**Problem statement:**
Across the listing below, state how many lines hold the string "confidence"; write nothing but that number.

Start of Data listing

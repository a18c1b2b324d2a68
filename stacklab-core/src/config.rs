//! Model configuration: signal weights, rolling windows, modifiers, allocation policy.
//!
//! Every field has a documented default, so a partial TOML table is valid.
//! `validate()` runs at load time, before any computation.

use serde::{Deserialize, Serialize};
use thiserror::Error;

const WEIGHT_SUM_TOLERANCE: f64 = 1e-9;

/// Configuration rejected at load time.
#[derive(Debug, Clone, Error, PartialEq)]
pub enum ConfigError {
    #[error("signal weights must sum to 1.0 (value={value}, ma={ma}, percentile={percentile}, sum={sum})")]
    WeightsDoNotSumToOne {
        value: f64,
        ma: f64,
        percentile: f64,
        sum: f64,
    },

    #[error("signal weight '{name}' must be finite and non-negative, got {value}")]
    NegativeWeight { name: &'static str, value: f64 },

    #[error("window '{name}' must be positive")]
    NonPositiveWindow { name: &'static str },

    #[error("min periods for '{name}' ({min_periods}) exceeds its window ({window})")]
    MinPeriodsExceedWindow {
        name: &'static str,
        min_periods: usize,
        window: usize,
    },

    #[error("parameter '{name}' out of range: {value} (expected {expected})")]
    OutOfRange {
        name: &'static str,
        value: f64,
        expected: &'static str,
    },
}

/// Weights of the value / moving-average / percentile signals. Must sum to 1.0.
#[derive(Debug, Clone, Copy, PartialEq, Serialize, Deserialize)]
pub struct SignalWeights {
    pub value: f64,
    pub ma: f64,
    pub percentile: f64,
}

impl SignalWeights {
    /// Single-signal configuration for histories without a valuation ratio.
    pub fn price_only() -> Self {
        Self {
            value: 0.0,
            ma: 1.0,
            percentile: 0.0,
        }
    }

    pub fn sum(&self) -> f64 {
        self.value + self.ma + self.percentile
    }
}

impl Default for SignalWeights {
    fn default() -> Self {
        Self {
            value: 0.70,
            ma: 0.20,
            percentile: 0.10,
        }
    }
}

/// Rolling-window lengths (in rows) used by the feature builder.
#[derive(Debug, Clone, Copy, PartialEq, Eq, Serialize, Deserialize)]
#[serde(default)]
pub struct FeatureWindows {
    pub ma_window: usize,
    pub ma_min_periods: usize,
    pub zscore_window: usize,
    pub zscore_min_periods: usize,
    /// Valuation cycle window (~4 years).
    pub percentile_window: usize,
    pub percentile_min_periods: usize,
    pub gradient_window: usize,
    pub acceleration_window: usize,
    pub volatility_window: usize,
    pub volatility_min_periods: usize,
}

impl Default for FeatureWindows {
    fn default() -> Self {
        Self {
            ma_window: 200,
            ma_min_periods: 100,
            zscore_window: 365,
            zscore_min_periods: 30,
            percentile_window: 1461,
            percentile_min_periods: 180,
            gradient_window: 30,
            acceleration_window: 14,
            volatility_window: 90,
            volatility_min_periods: 45,
        }
    }
}

/// Activation threshold and maximum effect of a multiplicative modifier.
#[derive(Debug, Clone, Copy, PartialEq, Serialize, Deserialize)]
pub struct ModifierConfig {
    pub threshold: f64,
    pub max_effect: f64,
}

/// How realized multipliers are turned into per-day signal ratios.
///
/// The ratio for day `i` may only read multipliers `0..=i` of the window.
#[derive(Debug, Clone, Copy, PartialEq, Serialize, Deserialize)]
#[serde(tag = "type", rename_all = "snake_case")]
pub enum NormalizationPolicy {
    /// `m_i / mean(m_0..=m_i)`, clamped to `[1/max_ratio, max_ratio]`.
    PrefixMean { max_ratio: f64 },
    /// `m_i` clamped to `[1/max_ratio, max_ratio]`.
    Absolute { max_ratio: f64 },
}

impl NormalizationPolicy {
    pub fn max_ratio(&self) -> f64 {
        match *self {
            Self::PrefixMean { max_ratio } | Self::Absolute { max_ratio } => max_ratio,
        }
    }
}

impl Default for NormalizationPolicy {
    fn default() -> Self {
        Self::PrefixMean { max_ratio: 4.0 }
    }
}

/// Complete engine configuration.
#[derive(Debug, Clone, PartialEq, Serialize, Deserialize)]
#[serde(default)]
pub struct ModelConfig {
    pub weights: SignalWeights,
    /// Scale applied to the clipped combined signal before exponentiation.
    pub strength: f64,
    pub windows: FeatureWindows,
    /// Floor applied to every daily weight (MIN_W).
    pub min_weight: f64,
    pub confidence: ModifierConfig,
    pub volatility: ModifierConfig,
    pub normalization: NormalizationPolicy,
}

impl Default for ModelConfig {
    fn default() -> Self {
        Self {
            weights: SignalWeights::default(),
            strength: 1.0,
            windows: FeatureWindows::default(),
            min_weight: 1e-6,
            confidence: ModifierConfig {
                threshold: 0.7,
                max_effect: 0.15,
            },
            volatility: ModifierConfig {
                threshold: 0.8,
                max_effect: 0.2,
            },
            normalization: NormalizationPolicy::default(),
        }
    }
}

impl ModelConfig {
    pub fn validate(&self) -> Result<(), ConfigError> {
        let w = &self.weights;
        for (name, value) in [("value", w.value), ("ma", w.ma), ("percentile", w.percentile)] {
            if !value.is_finite() || value < 0.0 {
                return Err(ConfigError::NegativeWeight { name, value });
            }
        }
        if (w.sum() - 1.0).abs() > WEIGHT_SUM_TOLERANCE {
            return Err(ConfigError::WeightsDoNotSumToOne {
                value: w.value,
                ma: w.ma,
                percentile: w.percentile,
                sum: w.sum(),
            });
        }

        let win = &self.windows;
        let windows = [
            ("ma_window", win.ma_window, Some(win.ma_min_periods)),
            ("zscore_window", win.zscore_window, Some(win.zscore_min_periods)),
            (
                "percentile_window",
                win.percentile_window,
                Some(win.percentile_min_periods),
            ),
            ("gradient_window", win.gradient_window, None),
            ("acceleration_window", win.acceleration_window, None),
            (
                "volatility_window",
                win.volatility_window,
                Some(win.volatility_min_periods),
            ),
        ];
        for (name, window, min_periods) in windows {
            if window == 0 {
                return Err(ConfigError::NonPositiveWindow { name });
            }
            if let Some(min_periods) = min_periods {
                if min_periods > window {
                    return Err(ConfigError::MinPeriodsExceedWindow {
                        name,
                        min_periods,
                        window,
                    });
                }
            }
        }

        check_range("strength", self.strength, "> 0", |v| v > 0.0)?;
        check_range("min_weight", self.min_weight, "in (0, 1)", |v| {
            v > 0.0 && v < 1.0
        })?;
        check_range(
            "confidence.threshold",
            self.confidence.threshold,
            "in [0, 1)",
            |v| (0.0..1.0).contains(&v),
        )?;
        check_range(
            "confidence.max_effect",
            self.confidence.max_effect,
            ">= 0",
            |v| v >= 0.0,
        )?;
        check_range(
            "volatility.threshold",
            self.volatility.threshold,
            "in [0, 1)",
            |v| (0.0..1.0).contains(&v),
        )?;
        check_range(
            "volatility.max_effect",
            self.volatility.max_effect,
            "in [0, 1)",
            |v| (0.0..1.0).contains(&v),
        )?;
        check_range(
            "normalization.max_ratio",
            self.normalization.max_ratio(),
            ">= 1",
            |v| v >= 1.0,
        )?;
        Ok(())
    }

    /// Deterministic BLAKE3 hash of the serialized config.
    pub fn fingerprint(&self) -> String {
        let json = serde_json::to_string(self).unwrap_or_default();
        blake3::hash(json.as_bytes()).to_hex().to_string()
    }
}

fn check_range(
    name: &'static str,
    value: f64,
    expected: &'static str,
    ok: impl Fn(f64) -> bool,
) -> Result<(), ConfigError> {
    if value.is_finite() && ok(value) {
        Ok(())
    } else {
        Err(ConfigError::OutOfRange {
            name,
            value,
            expected,
        })
    }
}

End of Data listing

**Written answer:**
6